Presently there are (at least) two major formats for messages.  One, which
is an extension of the original Unix mailers, treats a message as simply
a string of text beginning with the characters "From ", with messages
separated by a blank line (so that any message in a file other than the
first will actually begin with the string "\nFrom ".  It is because of this
standard that many Unix mailers insert the character ">" at the start of
any paragraph beginning with the word "From".).  This is an old standard
that is not very compatible with mailers elsewhere.

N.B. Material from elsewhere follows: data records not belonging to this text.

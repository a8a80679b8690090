//! Pedestrian counts: hourly sensor counts along Bahnhofstrasse with the
//! weather at the time of counting.

use crate::aggregate::{Average, finite_sum, group_sum, mean, unique_count};
use crate::chart::{DrawList, Series, SurfaceSize, draw_horizontal_bars, draw_line_chart};
use crate::dashboard::{Dashboard, Kpi, PassContext};
use crate::data::RawRecord;
use crate::data::text::normalize_for_match;
use crate::dataset::{Dataset, FacetDef};
use crate::datasets::{count, hex, text};
use crate::facet::{CategoryOrder, plausible_year};
use crate::format::share;
use chrono::{DateTime, Datelike, NaiveDate, NaiveDateTime, Timelike, Weekday};

const MONTHLY_COLOR: &str = "#1d43c7";
const HOURLY_COLOR: &str = "#0e8b6f";
const SEGMENT_COLOR: &str = "#0c6b8f";

/// Only segments whose name contains this are kept
const STREET: &str = "bahnhofstrasse";
const UNKNOWN_WEATHER: &str = "unknown";

const DAY_TYPES: &[&str] = &["Weekday", "Weekend"];

/// Temperature from which an hour counts as warm, in °C
const WARM_FROM: f64 = 20.0;
/// Temperature below which an hour counts as cold, in °C
const COLD_BELOW: f64 = 10.0;

#[derive(Clone, Copy, Debug, PartialEq, Eq)]
pub enum DayType {
    Weekday,
    Weekend,
}

impl DayType {
    pub fn of(weekday: Weekday) -> Self {
        match weekday {
            Weekday::Sat | Weekday::Sun => DayType::Weekend,
            _ => DayType::Weekday,
        }
    }

    pub fn as_str(self) -> &'static str {
        match self {
            DayType::Weekday => "Weekday",
            DayType::Weekend => "Weekend",
        }
    }
}

/// One hourly count of one street segment.
#[derive(Clone, Debug, PartialEq)]
pub struct PedestrianRow {
    /// Start of the counted hour, UTC
    pub timestamp: NaiveDateTime,
    pub year: i32,
    /// `YYYY-MM`
    pub month_key: String,
    pub hour: u32,
    pub day_type: DayType,
    pub segment: String,
    pub weather: String,
    /// °C; `None` when not recorded
    pub temperature: Option<f64>,
    pub count: f64,
    /// Counted by a sensor rather than estimated
    pub measured: bool,
    pub unverified: bool,
}

/// Naive date-time layouts, read as UTC
const NAIVE_FORMATS: [&str; 3] = ["%Y-%m-%dT%H:%M:%S%.f", "%Y-%m-%dT%H:%M:%S", "%Y-%m-%d %H:%M:%S"];

/// Parse a timestamp into UTC.
///
/// Accepts RFC 3339 with an offset, a naive ISO date-time (read as UTC) and a
/// bare date (midnight UTC). Years outside the accepted domain yield `None`.
pub fn parse_timestamp(value: &str) -> Option<NaiveDateTime> {
    let value = value.trim();
    let parsed = DateTime::parse_from_rfc3339(value)
        .map(|t| t.naive_utc())
        .ok()
        .or_else(|| {
            NAIVE_FORMATS
                .iter()
                .find_map(|fmt| NaiveDateTime::parse_from_str(value, fmt).ok())
        })
        .or_else(|| {
            NaiveDate::parse_from_str(value, "%Y-%m-%d")
                .ok()
                .and_then(|d| d.and_hms_opt(0, 0, 0))
        })?;
    plausible_year(parsed.year()).then_some(parsed)
}

/// Lowercased weather label with accents folded and dashes as spaces;
/// `unknown` when blank.
pub fn weather_label(value: &str) -> String {
    let label = normalize_for_match(value);
    if label.is_empty() {
        UNKNOWN_WEATHER.to_string()
    } else {
        label
    }
}

fn segment(row: &PedestrianRow) -> &str {
    &row.segment
}

fn weather(row: &PedestrianRow) -> &str {
    &row.weather
}

fn day_type(row: &PedestrianRow) -> &str {
    row.day_type.as_str()
}

/// Bahnhofstrasse pedestrian dashboard.
#[derive(Debug, Clone)]
pub struct Pedestrians {
    facets: Vec<FacetDef<PedestrianRow>>,
}

impl Default for Pedestrians {
    fn default() -> Self {
        Self::new()
    }
}

impl Pedestrians {
    pub fn new() -> Self {
        let lexical = CategoryOrder::Lexical;
        Self {
            facets: vec![
                FacetDef::optional("segment", "Segment", segment).ordered(lexical),
                FacetDef::optional("weather", "Weather", weather).ordered(lexical),
                FacetDef::required("day_type", "Day type", day_type)
                    .ordered(CategoryOrder::Fixed(DAY_TYPES)),
            ],
        }
    }
}

impl Dataset for Pedestrians {
    type Row = PedestrianRow;

    fn name(&self) -> &str {
        "pedestrians"
    }

    fn required_columns(&self) -> &'static [&'static str] {
        &["timestamp", "location_name"]
    }

    fn normalize(&self, record: &RawRecord) -> Option<PedestrianRow> {
        let timestamp = parse_timestamp(record.field("timestamp"))?;
        let segment = text(record, "location_name");
        if !normalize_for_match(&segment).contains(STREET) {
            return None;
        }
        Some(PedestrianRow {
            timestamp,
            year: timestamp.year(),
            month_key: timestamp.format("%Y-%m").to_string(),
            hour: timestamp.hour(),
            day_type: DayType::of(timestamp.weekday()),
            segment,
            weather: weather_label(record.field("weather_condition")),
            temperature: record.number("temperature"),
            count: count(record, "pedestrians_count"),
            measured: normalize_for_match(record.field("collection_type")) == "measured",
            unverified: record.field("unverified").trim().eq_ignore_ascii_case("true"),
        })
    }

    fn temporal(&self, row: &PedestrianRow) -> i32 {
        row.year
    }

    fn facets(&self) -> &[FacetDef<PedestrianRow>] {
        &self.facets
    }
}

/// Mean count per hour of day, `00` to `23`.
pub fn hourly_profile(rows: &[&PedestrianRow]) -> Vec<Average> {
    (0..24)
        .map(|hour| mean(rows.iter().filter(|r| r.hour == hour).map(|r| r.count)))
        .collect()
}

/// Mean count of the rows whose temperature satisfies `band`.
fn temperature_average(rows: &[&PedestrianRow], band: impl Fn(f64) -> bool) -> Average {
    mean(
        rows.iter()
            .filter(|r| r.temperature.is_some_and(&band))
            .map(|r| r.count),
    )
}

impl Dashboard for Pedestrians {
    fn chart_ids(&self) -> &'static [&'static str] {
        &["monthly", "hourly", "segments"]
    }

    fn kpis(&self, ctx: &PassContext<'_, PedestrianRow>) -> Vec<Kpi> {
        let fmt = ctx.format;
        let hours = ctx.rows.len() as f64;
        let total = finite_sum(ctx.iter().map(|r| r.count));
        let per_hour = if hours > 0.0 { total / hours } else { 0.0 };
        let measured = ctx.iter().filter(|r| r.measured).count() as f64;
        let days = unique_count(ctx.iter(), |r| r.timestamp.date());

        // first row with the strictly highest count
        let peak = ctx
            .iter()
            .fold(None::<&PedestrianRow>, |best, r| match best {
                Some(b) if r.count <= b.count => Some(b),
                _ => Some(r),
            })
            .map_or(fmt.placeholder.clone(), |r| {
                format!("{} ({})", r.timestamp.format("%Y-%m-%dT%H:00"), fmt.format_count(r.count))
            });
        let latest = ctx
            .iter()
            .map(|r| r.timestamp)
            .max()
            .map_or(fmt.placeholder.clone(), |t| t.format("%Y-%m-%d %H:%M UTC").to_string());

        vec![
            Kpi::new("Total Pedestrians", fmt.format_count(total)),
            Kpi::new("Avg per Hour", fmt.format_count(per_hour)),
            Kpi::new("Observed Hours", fmt.format_count(hours)),
            Kpi::new("Unique Days", fmt.format_count(days as f64)),
            Kpi::new("Measured Rows", fmt.format_percent(share(measured, hours))),
            Kpi::new("Peak Hour", peak),
            Kpi::new("Latest Timestamp", latest),
        ]
    }

    fn draw(
        &self,
        chart: &str,
        size: SurfaceSize,
        ctx: &PassContext<'_, PedestrianRow>,
    ) -> Option<DrawList> {
        let list = match chart {
            "monthly" => {
                let mut months = group_sum(ctx.iter(), |r| r.month_key.clone(), |r| r.count)
                    .into_entries();
                months.sort_by(|a, b| a.0.cmp(&b.0));
                let (labels, values): (Vec<String>, Vec<f64>) = months.into_iter().unzip();
                let series = Series::new("Pedestrians", hex(MONTHLY_COLOR), values);
                draw_line_chart(size, &labels, &series, &ctx.chart)
            }
            "hourly" => {
                let labels: Vec<String> = (0..24).map(|h| format!("{:02}", h)).collect();
                // hours without rows sit on the baseline
                let values = hourly_profile(ctx.rows)
                    .into_iter()
                    .map(|avg| avg.value().unwrap_or(0.0))
                    .collect();
                let series = Series::new("Avg per hour", hex(HOURLY_COLOR), values).with_width(2.5);
                draw_line_chart(size, &labels, &series, &ctx.chart)
            }
            "segments" => {
                let per_segment = group_sum(ctx.iter(), |r| r.segment.clone(), |r| r.count);
                draw_horizontal_bars(
                    size,
                    &per_segment.top_n(per_segment.len()),
                    hex(SEGMENT_COLOR),
                    &ctx.chart,
                )
            }
            _ => return None,
        };
        Some(list)
    }

    fn highlights(&self, ctx: &PassContext<'_, PedestrianRow>) -> Vec<String> {
        if ctx.rows.is_empty() {
            return vec!["No data for this filter.".to_string()];
        }

        let fmt = ctx.format;
        let mut lines = Vec::new();
        let by_segment = group_sum(ctx.iter(), |r| r.segment.as_str(), |r| r.count);
        if let Some((name, n)) = by_segment.max_entry() {
            lines.push(format!(
                "Most active segment: {} ({} pedestrians).",
                name,
                fmt.format_count(n)
            ));
        }
        let by_hour = group_sum(ctx.iter(), |r| r.hour, |r| r.count);
        if let Some((hour, n)) = by_hour.max_entry() {
            lines.push(format!("Busiest hour: {:02}:00 ({}).", hour, fmt.format_count(n)));
        }

        let shown = |avg: Average| avg.value().map_or(fmt.placeholder.clone(), |v| fmt.format_count(v));
        lines.push(format!(
            "Average hourly count at {} C or warmer: {}.",
            WARM_FROM,
            shown(temperature_average(ctx.rows, |t| t >= WARM_FROM))
        ));
        lines.push(format!(
            "Average hourly count below {} C: {}.",
            COLD_BELOW,
            shown(temperature_average(ctx.rows, |t| t < COLD_BELOW))
        ));

        if let (Some(first), Some(last)) = (ctx.years.first(), ctx.years.last()) {
            lines.push(format!("Loaded data spans {} to {}.", first, last));
        }
        lines
    }
}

The second standard is RFC822.  RFC822 is a standard for the format of
mail messages, although it is usually discussed in net.mail in the context
only of mail addresses.

In any case, if the originating and destination mailers agree on a message
format, that should be sufficient; all that is necessary is to get the
message there.  To do this requires what we usually call, in here, a
"transport mechanism".

Ideally, the transport mechanism should be entirely distinct from the
mailers.  It should be equally capable of sending arbitrary files between
sites (e.g., binary object files) as mail messages.  It shouldn't know and
shouldn't be required to know either that it is transmitting a mail
message, or what the format of the message is.  In the domain of
well-defined networks, this is accomplished by defining a series of
"layers"; messages consist of a block of data, whose meaning is unimport-
ant to the software at a given layer, encapsulated in an "envelope" (whose
meaning *is* important to the software at that layer) describing how to
deliver the message, along with information for validating that nothing
has been lost out of the message (e.g., a checksum, CRC, etc.).  At the
next higher layer, this envelope is itself treated as data, along with all
the rest of the data for the message, and another envelope is put around
that.  The software at this next-higher layer doesn't even know where
the envelope for the layer below it ends, and the message begins.

Since only the envelope is interpreted, the meaning of the data is
unimportant, and no meaning is even defined for it.  If the information
in the envelope on routing is considered a language, then it is not
necessary that the languages at two different layers be in any way
compatible, as long as the integrity of the message/envelope distinction
is not violated.

This idea is fundamental to my arguments in favor of a distinct routing
language for UUCP.  It is in fact the case that in System V UUCP, the
transport mechanism can deliver arbitrary data files without awareness
of their contents, across many "hops".  In prior UUCPs, the transport
mechanism could only deliver the message across one "hop", i.e., to a
neighboring site, after which a program (rmail) had to be run to
decide where to send the message next.  This is where the trouble
started, since it provided the potential for circumventing the
distinction between the message and its envelope.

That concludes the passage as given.